> [WHAT YOU HAVE TO DO]: Give again, word for word, each line below starting at the one that contains "dump complete! Reboot" and ending at the one that contains "self.prepare_record()?;".

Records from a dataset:
......

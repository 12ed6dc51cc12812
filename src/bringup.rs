use crate::comms::FlashSpi;
use crate::console::Console;
use crate::dump::dump_all;
use crate::error::{Error, SessionError};
use crate::identification::ChipIdentity;
use embedded_hal::delay::DelayNs;
use embedded_hal::digital::{InputPin, OutputPin};
use embedded_hal::spi::SpiBus;
use embedded_io::Write;

/// Record written by record mode; the first byte counts up on every attempt.
pub const TEST_RECORD: [u8; 4] = [1, 2, 3, 99];

#[derive(Debug, Clone, Copy, PartialEq, Eq)]
#[cfg_attr(feature = "defmt", derive(defmt::Format))]
pub enum Mode {
    Dump,
    Erase,
    Record,
}

impl Mode {
    /// Dump wins if both inputs are asserted.
    pub fn select(dump_asserted: bool, erase_asserted: bool) -> Self {
        if dump_asserted {
            Mode::Dump
        } else if erase_asserted {
            Mode::Erase
        } else {
            Mode::Record
        }
    }

    /// Samples both inputs once. An input is asserted when it reads low.
    pub fn from_pins<P: InputPin>(dump: &mut P, erase: &mut P) -> Result<Self, P::Error> {
        Ok(Self::select(dump.is_low()?, erase.is_low()?))
    }
}

/// What the board should do after a session call returns.
#[derive(Debug, Clone, Copy, PartialEq, Eq)]
#[cfg_attr(feature = "defmt", derive(defmt::Format))]
pub enum Step {
    /// Keep calling [`BringUp::record_step`].
    Continue,
    /// Nothing more to do until the board is reset.
    Halt,
}

pub type SessionResult<T, SPI, CS, W> =
    Result<T, SessionError<Error<SPI, CS>, <W as embedded_io::ErrorType>::Error>>;

pub struct BringUp<SPI, CS, D, W> {
    flash: FlashSpi<SPI, CS, D>,
    console: Console<W>,
    record: [u8; 4],
}

impl<SPI, CS, D, W> BringUp<SPI, CS, D, W>
where
    SPI: SpiBus,
    CS: OutputPin,
    D: DelayNs,
    W: Write,
{
    pub fn new(flash: FlashSpi<SPI, CS, D>, console: Console<W>) -> Self {
        Self {
            flash,
            console,
            record: TEST_RECORD,
        }
    }

    pub fn flash(&mut self) -> &mut FlashSpi<SPI, CS, D> {
        &mut self.flash
    }

    pub fn into_parts(self) -> (FlashSpi<SPI, CS, D>, Console<W>) {
        (self.flash, self.console)
    }

    fn say(&mut self, s: &str) -> SessionResult<(), SPI, CS, W> {
        self.console.print(s).map_err(SessionError::Transport)
    }

    /// Boot banner. The board has configured the UART and SPI peripherals by
    /// the time the session exists.
    pub fn announce(&mut self) -> SessionResult<(), SPI, CS, W> {
        self.say("\n\nBooting...\n")?;
        self.say("UART Initialized.\n")?;
        self.say("SPI Initialized.\n")
    }

    /// Reads and reports the chip identity. A mismatch is only a warning so
    /// the bus keeps getting exercised with whatever is fitted.
    pub fn check_identity(&mut self) -> SessionResult<ChipIdentity, SPI, CS, W> {
        let identity = self
            .flash
            .read_identification()
            .map_err(SessionError::Flash)?;
        if identity.is_expected() {
            self.say("Detected W25X20L Flash Chip.\n")?;
        } else if identity.looks_absent() {
            warn!(
                "Identity reads {:#x}/{:#x}, MISO is not driven",
                identity.manufacturer_id,
                identity.device_id
            );
            self.say("ERROR: no flash chip detected\n")?;
        } else {
            report_unexpected_identity(&mut self.console, identity)
                .map_err(SessionError::Transport)?;
        }
        Ok(identity)
    }

    /// Enters `mode` after boot. Dump and erase run to completion and halt;
    /// record mode locates the write cursor and continues.
    pub fn start(&mut self, mode: Mode) -> SessionResult<Step, SPI, CS, W> {
        info!("Starting in {:?} mode", mode);
        match mode {
            Mode::Dump => {
                self.run_dump()?;
                self.say("\n\nFlash dump complete! Reboot required.\n")?;
                Ok(Step::Halt)
            }
            Mode::Erase => {
                self.run_erase()?;
                self.say("Reboot required.\n")?;
                Ok(Step::Halt)
            }
            Mode::Record => {
                self.prepare_record()?;
                Ok(Step::Continue)
            }
        }
    }

    /// Dumps the whole device to the console; returns the printed checksum.
    pub fn run_dump(&mut self) -> SessionResult<u8, SPI, CS, W> {
        self.say("Dump input is LOW. Dumping Flash\n")?;
        dump_all(&mut self.flash, &mut self.console)
    }

    /// Erases the whole device, printing a progress line per status poll.
    pub fn run_erase(&mut self) -> SessionResult<(), SPI, CS, W> {
        self.say("Erase input is LOW. Erasing Flash.\n")?;

        let console = &mut self.console;
        let mut transport_error = None;
        let erased = self.flash.chip_erase_with_progress(|_| {
            if transport_error.is_none() {
                transport_error = console.print("Erasing...\n").err();
            }
        });
        if let Some(e) = transport_error {
            return Err(SessionError::Transport(e));
        }

        match erased {
            Ok(()) => self.say("W25X20L Erase Complete.\n"),
            Err(Error::WriteEnableRejected) => {
                self.say("ERROR: Write enable failed. Erase aborted.\n")?;
                Err(SessionError::Flash(Error::WriteEnableRejected))
            }
            Err(e) => Err(SessionError::Flash(e)),
        }
    }

    /// Locates the first unused region and reports where records will go.
    pub fn prepare_record(&mut self) -> SessionResult<Option<u32>, SPI, CS, W> {
        let found = self
            .flash
            .scan_for_erased_region()
            .map_err(SessionError::Flash)?;
        match found {
            Some(start) => {
                report_start(&mut self.console, start).map_err(SessionError::Transport)?;
            }
            None => self.say("Could not find start of memory.\n")?,
        }
        Ok(found)
    }

    /// One pass of the record loop, given the dump input sampled for this
    /// pass. While that input is grounded nothing is written and the counter
    /// stays put; otherwise the test record is appended once and its counter
    /// byte bumped.
    ///
    /// Page-boundary violations and refused writes are reported and skipped;
    /// running out of space or a hung device ends the session.
    pub fn record_step(&mut self, dump_asserted: bool) -> SessionResult<Step, SPI, CS, W> {
        if dump_asserted {
            return Ok(Step::Continue);
        }
        let record = self.record;
        self.record[0] = self.record[0].wrapping_add(1);

        match self.flash.write_data(&record) {
            Ok(_) => Ok(Step::Continue),
            Err(Error::WriteNotPermitted) => Ok(Step::Continue),
            Err(Error::PageBoundary { .. }) => {
                self.say("Aborting W25X20L write... the requested write crosses page boundaries. Not supported.\n")?;
                Ok(Step::Continue)
            }
            Err(Error::WriteEnableRejected) => {
                self.say("ERROR: Write enable failed.\n")?;
                Ok(Step::Continue)
            }
            Err(Error::CapacityExhausted { .. }) => {
                self.say("Aborting W25X20L write... not enough memory left\n")?;
                Ok(Step::Halt)
            }
            Err(Error::Unresponsive { .. }) => {
                self.say("ERROR: Flash not responding.\n")?;
                Ok(Step::Halt)
            }
            Err(e) => Err(SessionError::Flash(e)),
        }
    }
}

fn report_unexpected_identity<W: Write>(
    console: &mut Console<W>,
    identity: ChipIdentity,
) -> Result<(), W::Error> {
    console.print("WARNING: detected illegal flash chip\n")?;
    console.print("mfr_id is 0x")?;
    console.hex_byte(identity.manufacturer_id)?;
    console.newline()?;
    console.print("device_id is 0x")?;
    console.hex_byte(identity.device_id)?;
    console.newline()
}

fn report_start<W: Write>(console: &mut Console<W>, start: u32) -> Result<(), W::Error> {
    console.print("Start of memory is at 0x")?;
    console.hex_address(start)?;
    console.newline()
}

......

> [RESPONSE FOR THIS EXERCISE]:
                self.say("\n\nFlash dump complete! Reboot required.\n")?;
                Ok(Step::Halt)
            }
            Mode::Erase => {
                self.run_erase()?;
                self.say("Reboot required.\n")?;
                Ok(Step::Halt)
            }
            Mode::Record => {
                self.prepare_record()?;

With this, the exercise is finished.